" Hergé n'est jamais devenu mystique ou antireligieux, comme le prétendent certains exégètes. " © REPORTERS

« Hergé était plus spirituel que religieux »

Olivier Rogeau
Olivier Rogeau Journaliste au Vif

Déjà auteur d’une dizaine d’ouvrages consacrés à l’oeuvre d’Hergé, le tintinologue Bob Garcia signe Tintin, le Diable et le Bon Dieu, un décryptage minutieux des croyances mises en scène dans les aventures du petit reporter.

Qu’est-ce qui vous a le plus surpris au cours de votre recherche sur les thèmes religieux abordés dans les aventures de Tintin ?

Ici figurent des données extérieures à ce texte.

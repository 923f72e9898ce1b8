//! End-to-end batch run: load → select → enrich in parallel → merge → write.

use std::path::{Path, PathBuf};
use std::sync::Arc;
use std::time::{Duration, Instant};

use chrono::{DateTime, Utc};
use tracing::{info, instrument, warn};

use docenrich_shared::{
    DocEnrichError, DocumentRecord, EnrichmentResult, MalformedPolicy, PLACEHOLDER_SUMMARY_PREFIX,
    PipelineOptions, Result,
};

use crate::client::{EnrichmentClient, fallback_short_title};
use crate::merge::{self, MergedRecord};
use crate::pool::{Outcome, OutcomeStatus, PoolProgress, WorkerPool};
use crate::selector;
use crate::source::{self, Batch};

/// A failed record as reported to the operator.
#[derive(Debug, Clone, PartialEq, Eq)]
pub struct FailureRecord {
    pub record_id: String,
    pub error_class: &'static str,
    pub message: String,
}

/// Summary of one pipeline run.
#[derive(Debug, Clone, Default)]
pub struct RunReport {
    pub input: PathBuf,
    pub output: PathBuf,
    pub total: usize,
    pub selected: usize,
    pub passthrough: usize,
    /// Records enriched this run, placeholders included.
    pub enriched: usize,
    /// Enriched records carrying the malformed-response placeholder.
    pub placeholders: usize,
    pub failed: usize,
    pub cache_hits: usize,
    pub service_calls: usize,
    pub retries: usize,
    pub failures: Vec<FailureRecord>,
    pub elapsed: Duration,
}

/// Progress callback for reporting pipeline status.
pub trait ProgressReporter: Send + Sync {
    /// Called when entering a new phase.
    fn phase(&self, name: &str);
    /// Called as each selected record finishes, successfully or not.
    fn record_done(&self, record_id: &str, success: bool, completed: usize, total: usize);
    /// Called when the run completes.
    fn done(&self, report: &RunReport);
}

/// No-op progress reporter for headless/test usage.
pub struct SilentProgress;

impl ProgressReporter for SilentProgress {
    fn phase(&self, _name: &str) {}
    fn record_done(&self, _record_id: &str, _success: bool, _completed: usize, _total: usize) {}
    fn done(&self, _report: &RunReport) {}
}

/// Adapts a `ProgressReporter` to the pool's progress interface.
struct PipelinePoolProgress<'a> {
    inner: &'a dyn ProgressReporter,
}

impl PoolProgress for PipelinePoolProgress<'_> {
    fn item_done(&self, outcome: &Outcome, completed: usize, total: usize) {
        self.inner
            .record_done(&outcome.record_id, outcome.is_success(), completed, total);
    }
}

/// Options each per-record task needs.
#[derive(Debug, Clone, Copy)]
struct ItemOptions {
    malformed_policy: MalformedPolicy,
    short_titles: bool,
    clock: fn() -> DateTime<Utc>,
}

/// The batch enrichment pipeline.
pub struct BatchPipeline {
    client: Arc<EnrichmentClient>,
    options: PipelineOptions,
    clock: fn() -> DateTime<Utc>,
}

impl BatchPipeline {
    pub fn new(client: EnrichmentClient, options: PipelineOptions) -> Self {
        Self {
            client: Arc::new(client),
            options,
            clock: Utc::now,
        }
    }

    /// Replace the timestamp source used for `updated_at`.
    pub fn with_clock(mut self, clock: fn() -> DateTime<Utc>) -> Self {
        self.clock = clock;
        self
    }

    pub fn client(&self) -> &EnrichmentClient {
        &self.client
    }

    pub fn options(&self) -> &PipelineOptions {
        &self.options
    }

    /// Run the full pipeline over one JSON-lines file.
    ///
    /// 1. Load the batch
    /// 2. Select records needing enrichment
    /// 3. Enrich them on the worker pool
    /// 4. Merge outcomes in input order
    /// 5. Atomically write `output`
    ///
    /// Per-record failures end up in the report. Only loading and persisting
    /// errors fail the run.
    #[instrument(skip_all, fields(input = %input.display(), output = %output.display()))]
    pub async fn run(
        &self,
        input: &Path,
        output: &Path,
        progress: &dyn ProgressReporter,
    ) -> Result<RunReport> {
        let start = Instant::now();

        progress.phase("Loading batch");
        let batch = source::load_batch(input)?;

        let (merged, mut report) = self.process(&batch, progress).await;

        progress.phase("Writing batch");
        merge::write_batch_atomic(output, &merged)?;

        report.input = input.to_path_buf();
        report.output = output.to_path_buf();
        report.elapsed = start.elapsed();

        info!(
            total = report.total,
            selected = report.selected,
            enriched = report.enriched,
            placeholders = report.placeholders,
            failed = report.failed,
            cache_hits = report.cache_hits,
            service_calls = report.service_calls,
            elapsed_ms = report.elapsed.as_millis() as u64,
            "pipeline run complete"
        );
        progress.done(&report);
        Ok(report)
    }

    /// Enrich an in-memory batch and merge the outcomes, without writing.
    pub async fn process<'a>(
        &self,
        batch: &'a Batch,
        progress: &dyn ProgressReporter,
    ) -> (Vec<MergedRecord<'a>>, RunReport) {
        let before = self.client.counters();

        progress.phase("Selecting records");
        let selection = selector::select(batch);
        let mut report = RunReport {
            total: batch.len(),
            selected: selection.to_process.len(),
            passthrough: selection.passthrough.len(),
            ..Default::default()
        };
        info!(
            total = report.total,
            selected = report.selected,
            passthrough = report.passthrough,
            "selected records"
        );

        progress.phase("Enriching records");
        let client = Arc::clone(&self.client);
        let item_options = ItemOptions {
            malformed_policy: self.options.malformed_policy,
            short_titles: self.options.short_titles,
            clock: self.clock,
        };
        let pool = WorkerPool::new(self.options.concurrency);
        let outcomes = pool
            .run(
                selection.to_process,
                move |record| enrich_record(Arc::clone(&client), item_options, record),
                &PipelinePoolProgress { inner: progress },
            )
            .await;

        for outcome in &outcomes {
            match &outcome.status {
                OutcomeStatus::Success(record) => {
                    report.enriched += 1;
                    if is_placeholder(record) {
                        report.placeholders += 1;
                    }
                }
                OutcomeStatus::Failure(e) => {
                    report.failed += 1;
                    report.failures.push(FailureRecord {
                        record_id: outcome.record_id.clone(),
                        error_class: e.class(),
                        message: e.to_string(),
                    });
                }
            }
        }
        report.failures.sort_by(|a, b| a.record_id.cmp(&b.record_id));

        let counters = self.client.counters().since(&before);
        report.cache_hits = counters.cache_hits;
        report.service_calls = counters.service_calls;
        report.retries = counters.retries;

        progress.phase("Merging");
        (merge::merge(batch, outcomes), report)
    }
}

fn is_placeholder(record: &DocumentRecord) -> bool {
    record
        .summary_plain_es
        .as_deref()
        .is_some_and(|s| s.starts_with(PLACEHOLDER_SUMMARY_PREFIX))
}

/// Enrich one record. Runs inside its own task on the pool.
async fn enrich_record(
    client: Arc<EnrichmentClient>,
    options: ItemOptions,
    mut record: DocumentRecord,
) -> Result<DocumentRecord> {
    let text = record.full_text.as_deref().unwrap_or_default();

    let result = match client.enrich(&record.title_original, text).await {
        Ok(result) => result,
        Err(e @ DocEnrichError::MalformedResponse(_)) => match options.malformed_policy {
            MalformedPolicy::Placeholder => {
                warn!(record_id = %record.id, error = %e, "malformed response, using placeholder");
                EnrichmentResult::placeholder(&record.title_original)
            }
            MalformedPolicy::Fail => return Err(e),
        },
        Err(e) => return Err(e),
    };

    if options.short_titles {
        let short_title = if result.is_placeholder() {
            fallback_short_title(&record.title_original)
        } else {
            match client
                .short_title(&record.title_original, &result.summary_plain_es)
                .await
            {
                Ok(title) => title,
                Err(e) => {
                    warn!(
                        record_id = %record.id,
                        error_class = e.class(),
                        error = %e,
                        "short title failed, using title prefix"
                    );
                    fallback_short_title(&record.title_original)
                }
            }
        };
        record.short_title = Some(short_title);
    }

    record.apply_enrichment(&result, (options.clock)());
    Ok(record)
}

Hergé était plus spirituel que religieux. Néanmoins, dans son oeuvre, les allusions à l’Ancien et au Nouveau Testament, et aux valeurs chrétiennes en général, sont nettement plus nombreuses que ce que j’avais imaginé. Retrouver toutes ces références a été un véritable travail de bénédictin, d’autant que j’ai aussi répertorié tous les clins d’oeil aux autres croyances, mythes et superstitions. Ainsi, pour le christianisme, les expressions et interjections telles que  » Dieu soit loué ! « ,  » Dieu vous entende  » ou  » A la grâce de Dieu  » sont légion dans le vocabulaire hergéen.  » Mon Dieu ! Ils vont enfoncer la porte « , s’exclame Tintin quand les Soviets tentent de pénétrer dans sa chambre. Haddock dit  » A Dieu vat ! « , locution empruntée à la langue des marins, quand il décide de traverser la chute d’eau dans Le Temple du soleil. Le royaume céleste veille sur la saga tintinesque :  » O ciel ! « ,  » Juste ciel ! « ,  » Plût au ciel « ,  » Fasse le ciel « . Mais le mal rôde lui aussi :  » Diable ! « ,  » Par tous les diables ! « ,  » Que le Diable l’emporte ! « ,  » Ce n’est pas un homme, c’est un démon !  »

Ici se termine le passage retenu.